Эти немногие примеры можно было бы умножить. Но даже они показывают, что художественное слово не противоречит духовной жизни, а является ее важным подспорьем. В рассуждениях о художественной литературе и духовной жизни крайне нежелательны формализм и рассудочность. В наш постсекулярный век, когда религиозные сообщества активно вступают в социальную и культурную жизнь, это соотношение нуждается в дальнейшем богословском, философском и литературоведческом осмыслении.

1См.: Фудель С. И. Письма // Фудель С. И. Собрание сочинений. В 3-х тт. Т. 1. Воспоминания. У стен Церкви. Воспоминания об отце Николае Голубцове.
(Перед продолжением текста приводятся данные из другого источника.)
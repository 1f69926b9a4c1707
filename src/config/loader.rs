// Copyright (c) 2025 Steve Wagner (ciroque@live.com)
// SPDX-License-Identifier: MIT

use crate::config::consts::{DEFAULT_CONNECTION, DEFAULT_OWNER};
use crate::errors::ConfigError;
use serde::Deserialize;
use std::fs;
use std::path::Path;

/// Pipeline configuration loaded from `snowflake_ci.yml`.
///
/// Every key is optional. A key that is absent, or present with a `null` value,
/// falls back to its documented default through the accessor methods. Unknown
/// keys are ignored.
///
/// # Fields
/// * `snowflake_conn_id` - Warehouse connection id (defaults to `DEFAULT_CONNECTION`)
/// * `owner` - Pipeline owner, also added to the tags (defaults to `DEFAULT_OWNER`)
/// * `tags` - Tags attached to the pipeline (defaults to none)
/// * `params` - Names of externally resolved parameters (defaults to none)
///
/// # Example
/// ```yaml
/// SNOWFLAKE_CONN_ID: snowflake_prod
/// OWNER: data-eng
/// TAGS:
///   - snowflake
///   - objects
/// PARAMS:
///   - env
///   - warehouse
/// ```
#[derive(Debug, Clone, Default, PartialEq, Deserialize)]
pub struct PipelineConfig {
    #[serde(rename = "SNOWFLAKE_CONN_ID", default)]
    pub snowflake_conn_id: Option<String>,
    #[serde(rename = "OWNER", default)]
    pub owner: Option<String>,
    #[serde(rename = "TAGS", default)]
    pub tags: Option<Vec<String>>,
    #[serde(rename = "PARAMS", default)]
    pub params: Option<Vec<String>>,
}

impl PipelineConfig {
    /// Get the connection id, using the built-in default if not configured.
    pub fn conn_id(&self) -> &str {
        self.snowflake_conn_id.as_deref().unwrap_or(DEFAULT_CONNECTION)
    }

    /// Get the owner, using the built-in default if not configured.
    pub fn owner(&self) -> &str {
        self.owner.as_deref().unwrap_or(DEFAULT_OWNER)
    }

    /// Configured tags followed by the owner. The owner is not repeated when the
    /// tags already name it.
    pub fn tags(&self) -> Vec<String> {
        let mut tags = self.tags.clone().unwrap_or_default();
        let owner = self.owner();
        if !tags.iter().any(|t| t == owner) {
            tags.push(owner.to_string());
        }
        tags
    }

    /// Names of the parameters to resolve, in configured order.
    pub fn param_names(&self) -> &[String] {
        self.params.as_deref().unwrap_or(&[])
    }
}

/// Load the pipeline configuration from a YAML file.
///
/// A missing file, invalid YAML, a document of the wrong shape and an empty
/// document are all errors.
pub fn load_config<P: AsRef<Path>>(path: P) -> Result<PipelineConfig, ConfigError> {
    let path = path.as_ref();
    let content = fs::read_to_string(path).map_err(|source| ConfigError::Read {
        path: path.to_path_buf(),
        source,
    })?;

    if content.trim().is_empty() {
        return Err(ConfigError::Empty {
            path: path.to_path_buf(),
        });
    }

    let parse_error = |source| ConfigError::Parse {
        path: path.to_path_buf(),
        source,
    };

    let value: serde_yaml::Value = serde_yaml::from_str(&content).map_err(parse_error)?;
    if value.is_null() {
        return Err(ConfigError::Empty {
            path: path.to_path_buf(),
        });
    }

    serde_yaml::from_value(value).map_err(parse_error)
}

#[cfg(test)]
mod tests {
    use super::*;
    use std::io::Write;

    fn write_config(content: &str) -> tempfile::NamedTempFile {
        let mut file = tempfile::NamedTempFile::new().unwrap();
        file.write_all(content.as_bytes()).unwrap();
        file
    }

    #[test]
    fn parse_full_config() {
        let yaml = r#"
SNOWFLAKE_CONN_ID: snowflake_prod
OWNER: data-eng
TAGS: [snowflake, objects]
PARAMS: [env, warehouse]
"#;

        let cfg: PipelineConfig = serde_yaml::from_str(yaml).unwrap();
        assert_eq!(cfg.conn_id(), "snowflake_prod");
        assert_eq!(cfg.owner(), "data-eng");
        assert_eq!(cfg.tags(), vec!["snowflake", "objects", "data-eng"]);
        assert_eq!(cfg.param_names(), ["env", "warehouse"]);
    }

    #[test]
    fn test_defaults_when_keys_absent() {
        let cfg: PipelineConfig = serde_yaml::from_str("UNRELATED: 1").unwrap();

        assert_eq!(cfg.conn_id(), DEFAULT_CONNECTION);
        assert_eq!(cfg.owner(), DEFAULT_OWNER);
        assert_eq!(cfg.tags(), vec![DEFAULT_OWNER]);
        assert!(cfg.param_names().is_empty());
    }

    #[test]
    fn test_null_values_fall_back_to_defaults() {
        let yaml = r#"
SNOWFLAKE_CONN_ID:
OWNER: ~
TAGS:
PARAMS: null
"#;

        let cfg: PipelineConfig = serde_yaml::from_str(yaml).unwrap();
        assert_eq!(cfg.conn_id(), DEFAULT_CONNECTION);
        assert_eq!(cfg.owner(), DEFAULT_OWNER);
        assert_eq!(cfg.tags(), vec![DEFAULT_OWNER]);
        assert!(cfg.param_names().is_empty());
    }

    #[test]
    fn test_owner_not_duplicated_in_tags() {
        let cfg: PipelineConfig =
            serde_yaml::from_str("OWNER: alice\nTAGS: [alice, etl]").unwrap();

        assert_eq!(cfg.tags(), vec!["alice", "etl"]);
    }

    #[test]
    fn test_load_config_from_file() {
        let file = write_config("SNOWFLAKE_CONN_ID: sf\nPARAMS: [p1]\n");

        let cfg = load_config(file.path()).unwrap();
        assert_eq!(cfg.conn_id(), "sf");
        assert_eq!(cfg.param_names(), ["p1"]);
    }

    #[test]
    fn test_load_config_missing_file() {
        let dir = tempfile::tempdir().unwrap();
        let missing = dir.path().join("snowflake_ci.yml");

        let err = load_config(&missing).unwrap_err();
        assert!(matches!(err, ConfigError::Read { .. }));
        assert!(err.to_string().contains("snowflake_ci.yml"));
    }

    #[test]
    fn test_load_config_empty_file() {
        let file = write_config("");

        let err = load_config(file.path()).unwrap_err();
        assert!(matches!(err, ConfigError::Empty { .. }));
    }

    #[test]
    fn test_load_config_wrong_shape() {
        let cases = [
            "- just\n- a\n- list\n",
            "TAGS: not-a-list\n",
            "PARAMS: {nested: map}\n",
            "OWNER: [a, b]\n",
        ];

        for yaml in cases {
            let file = write_config(yaml);
            let err = load_config(file.path()).unwrap_err();
            assert!(
                matches!(err, ConfigError::Parse { .. }),
                "expected parse error for {:?}, got {:?}",
                yaml,
                err
            );
        }
    }
}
Моим детям и друзьям. Письма. — М.: Русский путь, 2001. C. 289.
2Там же. С. 480.
3Там же. С. 378.
4Там же. С. 163.
5Там же. С. 482.
6Джуссани Л. Рискованное дело воспитания. — М.: Христианская Россия, 1997. С. 37.
7Тиллих П. Мужество быть // Тиллих П. Избранное: Теология культуры. — М.: Юрист, 1995. С. 104.
8Шмеман А., прот. Дневники. 1973–1983. 2-е изд., испр. — М.: Русский путь, 2007. С. 73.
9Честертон Г. К. Ортодоксия // Честертон Г. К. Вечный человек. — М.: Изд-во политической литературы, 1991. C. 364.